═══ Source information
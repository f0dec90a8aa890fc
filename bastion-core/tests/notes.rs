//! Note CRUD and search through the full stack.

mod common;

use bastion_core::{Note, NotesRepository, Vault};
use bastion_db::rusqlite::params;
use bastion_db::PageStore;
use common::TempVaultDir;

fn make_note(title: &str, body: &str, tags: &[&str]) -> Note {
    Note {
        title: title.to_string(),
        body: body.to_string(),
        tags: tags.iter().map(|t| (*t).to_string()).collect(),
        ..Note::default()
    }
}

struct Fixture {
    // Declaration order is drop order: connections close before the
    // directory is removed.
    repo: NotesRepository,
    vault: Vault,
    _tmp: TempVaultDir,
}

fn fixture(prefix: &str) -> Fixture {
    let tmp = TempVaultDir::new(prefix);
    let mut vault = Vault::new(tmp.vault_path());
    vault.create("test_password").expect("create vault");
    let repo = NotesRepository::new(&tmp.vault_path(), vault.db_subkey().expect("db subkey"))
        .expect("open repository");
    Fixture {
        repo,
        vault,
        _tmp: tmp,
    }
}

/// Rewrites `updated_at` directly so ordering tests do not depend on clock
/// granularity.
fn set_updated_at(fixture: &Fixture, id: i64, updated_at: i64) {
    let store = PageStore::open_encrypted(
        fixture.vault.path(),
        fixture.vault.db_subkey().expect("db subkey").as_bytes(),
    )
    .expect("open raw store");
    store
        .conn()
        .execute(
            "UPDATE notes SET updated_at = ?1 WHERE id = ?2",
            params![updated_at, id],
        )
        .expect("set updated_at");
}

#[test]
fn create_assigns_positive_stable_ids() {
    let mut fx = fixture("bastion-notes");
    let key = fx.vault.notes_subkey().expect("subkey");
    let first = fx.repo.create(&make_note("a", "", &[]), key).expect("create");
    let second = fx.repo.create(&make_note("b", "", &[]), key).expect("create");
    assert!(first > 0);
    assert!(second > first);
}

#[test]
fn round_trip() {
    let mut fx = fixture("bastion-notes");
    let key = fx.vault.notes_subkey().expect("subkey");
    let id = fx
        .repo
        .create(&make_note("hello", "world", &["a"]), key)
        .expect("create");

    let note = fx.repo.read(id, key).expect("read").expect("present");
    assert_eq!(note.id, id);
    assert_eq!(note.title, "hello");
    assert_eq!(note.body, "world");
    assert_eq!(note.tags, vec!["a"]);
    assert!(note.created_at > 0);
    assert_eq!(note.created_at, note.updated_at);
}

#[test]
fn read_nonexistent_is_none() {
    let fx = fixture("bastion-notes");
    let key = fx.vault.notes_subkey().expect("subkey");
    assert!(fx.repo.read(9999, key).expect("read").is_none());
}

#[test]
fn read_with_wrong_key_is_none() {
    let mut fx = fixture("bastion-notes");
    let key = fx.vault.notes_subkey().expect("subkey");
    let id = fx
        .repo
        .create(&make_note("secret", "content", &[]), key)
        .expect("create");

    // The settings subkey is a validly derived 32-byte key; it is simply not
    // the notes subkey, so the envelope must not authenticate.
    let wrong_key = fx.vault.settings_subkey().expect("settings subkey");
    assert!(fx.repo.read(id, wrong_key).expect("read").is_none());
    assert!(fx.repo.read(id, key).expect("read").is_some());
}

#[test]
fn empty_note_round_trips() {
    let mut fx = fixture("bastion-notes");
    let key = fx.vault.notes_subkey().expect("subkey");
    let id = fx.repo.create(&make_note("", "", &[]), key).expect("create");
    let note = fx.repo.read(id, key).expect("read").expect("present");
    assert_eq!(note.title, "");
    assert_eq!(note.body, "");
    assert!(note.tags.is_empty());
}

#[test]
fn large_note_round_trips() {
    let mut fx = fixture("bastion-notes");
    let key = fx.vault.notes_subkey().expect("subkey");
    let body = "0123456789abcdef".repeat(1024); // 16 KiB
    let id = fx
        .repo
        .create(&make_note("big", &body, &[]), key)
        .expect("create");
    let note = fx.repo.read(id, key).expect("read").expect("present");
    assert_eq!(note.body, body);
}

#[test]
fn unicode_note_round_trips() {
    let mut fx = fixture("bastion-notes");
    let key = fx.vault.notes_subkey().expect("subkey");
    let note_in = make_note("日本語タイトル", "тело заметки 📝", &["étiquette"]);
    let id = fx.repo.create(&note_in, key).expect("create");
    let note = fx.repo.read(id, key).expect("read").expect("present");
    assert_eq!(note.title, note_in.title);
    assert_eq!(note.body, note_in.body);
    assert_eq!(note.tags, note_in.tags);
}

#[test]
fn update_rewrites_content_and_timestamp() {
    let mut fx = fixture("bastion-notes");
    let key = fx.vault.notes_subkey().expect("subkey");
    let id = fx
        .repo
        .create(&make_note("title", "v1", &[]), key)
        .expect("create");
    set_updated_at(&fx, id, 1_000);

    let mut note = fx.repo.read(id, key).expect("read").expect("present");
    note.body = "v2".to_string();
    assert!(fx.repo.update(&note, key).expect("update"));

    let reread = fx.repo.read(id, key).expect("read").expect("present");
    assert_eq!(reread.body, "v2");
    assert!(reread.updated_at > 1_000);
    assert_eq!(reread.created_at, note.created_at);
}

#[test]
fn update_nonexistent_returns_false() {
    let fx = fixture("bastion-notes");
    let key = fx.vault.notes_subkey().expect("subkey");
    let mut ghost = make_note("ghost", "", &[]);
    ghost.id = 4242;
    assert!(!fx.repo.update(&ghost, key).expect("update"));
}

#[test]
fn nonce_changes_on_every_update() {
    let mut fx = fixture("bastion-notes");
    let key = fx.vault.notes_subkey().expect("subkey");
    let id = fx
        .repo
        .create(&make_note("n", "b", &[]), key)
        .expect("create");

    let read_nonce = |fx: &Fixture| -> Vec<u8> {
        let store = PageStore::open_encrypted(
            fx.vault.path(),
            fx.vault.db_subkey().expect("db subkey").as_bytes(),
        )
        .expect("open raw store");
        store
            .conn()
            .query_row("SELECT nonce FROM notes WHERE id = ?1", params![id], |row| {
                row.get(0)
            })
            .expect("read nonce")
    };

    let nonce_before = read_nonce(&fx);
    let mut note = fx.repo.read(id, key).expect("read").expect("present");
    note.body = "b2".to_string();
    fx.repo.update(&note, key).expect("update");
    let nonce_after = read_nonce(&fx);

    assert_eq!(nonce_before.len(), 24);
    assert_eq!(nonce_after.len(), 24);
    assert_ne!(nonce_before, nonce_after);
}

#[test]
fn delete_removes_the_note() {
    let mut fx = fixture("bastion-notes");
    let key = fx.vault.notes_subkey().expect("subkey");
    let id = fx
        .repo
        .create(&make_note("doomed", "", &[]), key)
        .expect("create");
    assert!(fx.repo.delete(id).expect("delete"));
    assert!(fx.repo.read(id, key).expect("read").is_none());
    assert!(fx.repo.list(key).expect("list").is_empty());
    assert!(!fx.repo.delete(id).expect("delete again"));
}

#[test]
fn list_returns_summaries_most_recent_first() {
    let mut fx = fixture("bastion-notes");
    let key = fx.vault.notes_subkey().expect("subkey");
    let older = fx
        .repo
        .create(&make_note("older", "old body", &["t1"]), key)
        .expect("create");
    let newer = fx
        .repo
        .create(&make_note("newer", "new body", &[]), key)
        .expect("create");
    set_updated_at(&fx, older, 1_000);
    set_updated_at(&fx, newer, 2_000);

    let summaries = fx.repo.list(key).expect("list");
    assert_eq!(summaries.len(), 2);
    assert_eq!(summaries[0].title, "newer");
    assert_eq!(summaries[1].title, "older");
    assert_eq!(summaries[1].tags, vec!["t1"]);
    assert_eq!(summaries[1].preview, "old body");
}

#[test]
fn list_preview_is_truncated_to_80_chars() {
    let mut fx = fixture("bastion-notes");
    let key = fx.vault.notes_subkey().expect("subkey");
    let body = format!("   {}", "a".repeat(300));
    fx.repo
        .create(&make_note("long", &body, &[]), key)
        .expect("create");

    let summaries = fx.repo.list(key).expect("list");
    assert_eq!(summaries[0].preview.chars().count(), 80);
    assert!(summaries[0].preview.starts_with('a'));
}

#[test]
fn list_skips_undecryptable_rows() {
    let mut fx = fixture("bastion-notes");
    let key = fx.vault.notes_subkey().expect("subkey");
    fx.repo
        .create(&make_note("good", "fine", &[]), key)
        .expect("create");
    let bad = fx
        .repo
        .create(&make_note("bad", "tampered", &[]), key)
        .expect("create");

    // Flip a ciphertext byte so the row fails authentication.
    {
        let store = PageStore::open_encrypted(
            fx.vault.path(),
            fx.vault.db_subkey().expect("db subkey").as_bytes(),
        )
        .expect("open raw store");
        let mut ciphertext: Vec<u8> = store
            .conn()
            .query_row(
                "SELECT ciphertext FROM notes WHERE id = ?1",
                params![bad],
                |row| row.get(0),
            )
            .expect("read ciphertext");
        ciphertext[0] ^= 0xFF;
        store
            .conn()
            .execute(
                "UPDATE notes SET ciphertext = ?1 WHERE id = ?2",
                params![ciphertext, bad],
            )
            .expect("write tampered ciphertext");
    }

    let summaries = fx.repo.list(key).expect("list");
    assert_eq!(summaries.len(), 1);
    assert_eq!(summaries[0].title, "good");
}

#[test]
fn list_reflects_creates_and_deletes_exactly() {
    let mut fx = fixture("bastion-notes");
    let key = fx.vault.notes_subkey().expect("subkey");
    let a = fx.repo.create(&make_note("a", "", &[]), key).expect("create");
    let b = fx.repo.create(&make_note("b", "", &[]), key).expect("create");
    let c = fx.repo.create(&make_note("c", "", &[]), key).expect("create");
    fx.repo.delete(b).expect("delete");

    let mut listed: Vec<i64> = fx.repo.list(key).expect("list").iter().map(|s| s.id).collect();
    listed.sort_unstable();
    let mut expected = vec![a, c];
    expected.sort_unstable();
    assert_eq!(listed, expected);
}

#[test]
fn notes_persist_across_reopen() {
    let tmp = TempVaultDir::new("bastion-notes");
    let id = {
        let mut vault = Vault::new(tmp.vault_path());
        vault.create("pw").expect("create vault");
        let mut repo =
            NotesRepository::new(&tmp.vault_path(), vault.db_subkey().expect("db subkey"))
                .expect("open repo");
        repo.create(
            &make_note("persist", "me", &[]),
            vault.notes_subkey().expect("subkey"),
        )
        .expect("create note")
    };

    let mut vault = Vault::new(tmp.vault_path());
    assert!(vault.unlock("pw").expect("unlock"));
    let repo = NotesRepository::new(&tmp.vault_path(), vault.db_subkey().expect("db subkey"))
        .expect("reopen repo");
    let note = repo
        .read(id, vault.notes_subkey().expect("subkey"))
        .expect("read")
        .expect("note survived reopen");
    assert_eq!(note.title, "persist");
    assert_eq!(note.body, "me");
    assert!(note.tags.is_empty());
}

#[test]
fn closed_repository_rejects_operations() {
    let mut fx = fixture("bastion-notes");
    assert!(fx.repo.is_open());
    fx.repo.close();
    assert!(!fx.repo.is_open());
    let key = fx.vault.notes_subkey().expect("subkey");
    assert!(fx.repo.read(1, key).is_err());
}

// === Search ===

#[test]
fn search_by_title_case_insensitive() {
    let mut fx = fixture("bastion-search");
    let key = fx.vault.notes_subkey().expect("subkey");
    fx.repo
        .create(&make_note("Meeting Notes", "discussed budgets", &[]), key)
        .expect("create");
    fx.repo
        .create(&make_note("Shopping List", "milk eggs bread", &[]), key)
        .expect("create");

    let results = fx.repo.search(key, "meeting").expect("search");
    assert_eq!(results.len(), 1);
    assert_eq!(results[0].title, "Meeting Notes");
}

#[test]
fn search_by_body_substring() {
    let mut fx = fixture("bastion-search");
    let key = fx.vault.notes_subkey().expect("subkey");
    fx.repo
        .create(&make_note("Note A", "the quick brown fox jumps", &[]), key)
        .expect("create");
    fx.repo
        .create(&make_note("Note B", "lazy dog sleeping", &[]), key)
        .expect("create");

    let results = fx.repo.search(key, "brown fox").expect("search");
    assert_eq!(results.len(), 1);
    assert_eq!(results[0].title, "Note A");
}

#[test]
fn search_by_tag_case_insensitive() {
    let mut fx = fixture("bastion-search");
    let key = fx.vault.notes_subkey().expect("subkey");
    fx.repo
        .create(&make_note("Work", "some content", &["project", "Urgent"]), key)
        .expect("create");
    fx.repo
        .create(&make_note("Personal", "other content", &["home"]), key)
        .expect("create");

    let results = fx.repo.search(key, "urgent").expect("search");
    assert_eq!(results.len(), 1);
    assert_eq!(results[0].title, "Work");
}

#[test]
fn short_queries_return_empty() {
    let mut fx = fixture("bastion-search");
    let key = fx.vault.notes_subkey().expect("subkey");
    fx.repo
        .create(&make_note("Test", "content", &[]), key)
        .expect("create");

    assert!(fx.repo.search(key, "").expect("search").is_empty());
    assert!(fx.repo.search(key, "x").expect("search").is_empty());
}

#[test]
fn no_match_returns_empty() {
    let mut fx = fixture("bastion-search");
    let key = fx.vault.notes_subkey().expect("subkey");
    fx.repo
        .create(&make_note("Hello", "world", &[]), key)
        .expect("create");
    assert!(fx.repo.search(key, "zzzzz").expect("search").is_empty());
}

#[test]
fn matches_sorted_most_recent_first() {
    let mut fx = fixture("bastion-search");
    let key = fx.vault.notes_subkey().expect("subkey");
    let first = fx
        .repo
        .create(&make_note("Alpha notes", "alpha content", &[]), key)
        .expect("create");
    let second = fx
        .repo
        .create(&make_note("Beta notes", "more alpha here", &[]), key)
        .expect("create");
    set_updated_at(&fx, first, 1_000);
    set_updated_at(&fx, second, 2_000);

    let results = fx.repo.search(key, "alpha").expect("search");
    assert_eq!(results.len(), 2);
    assert_eq!(results[0].title, "Beta notes");
    assert_eq!(results[1].title, "Alpha notes");
}

#[test]
fn deleted_note_not_searchable() {
    let mut fx = fixture("bastion-search");
    let key = fx.vault.notes_subkey().expect("subkey");
    let id = fx
        .repo
        .create(&make_note("Delete Me", "findable text", &[]), key)
        .expect("create");
    fx.repo.delete(id).expect("delete");
    assert!(fx.repo.search(key, "findable").expect("search").is_empty());
}

#[test]
fn body_match_preview_contains_context() {
    let mut fx = fixture("bastion-search");
    let key = fx.vault.notes_subkey().expect("subkey");
    let body = "Lorem ipsum dolor sit amet, consectetur adipiscing elit. \
                The secret keyword is hidden deep inside this long note body. \
                Sed do eiusmod tempor incididunt ut labore et dolore magna aliqua.";
    fx.repo
        .create(&make_note("Long Note", body, &[]), key)
        .expect("create");

    let results = fx.repo.search(key, "secret keyword").expect("search");
    assert_eq!(results.len(), 1);
    // A head preview would end before the match; the window must contain it.
    assert!(results[0].preview.contains("secret keyword"));
}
══════
Within the material, find all lines that hold the word "second" and show them.

◆ Output for this exercise:
    let second = fx.repo.create(&make_note("b", "", &[]), key).expect("create");
    assert!(second > first);
    let second = fx
    set_updated_at(&fx, second, 2_000);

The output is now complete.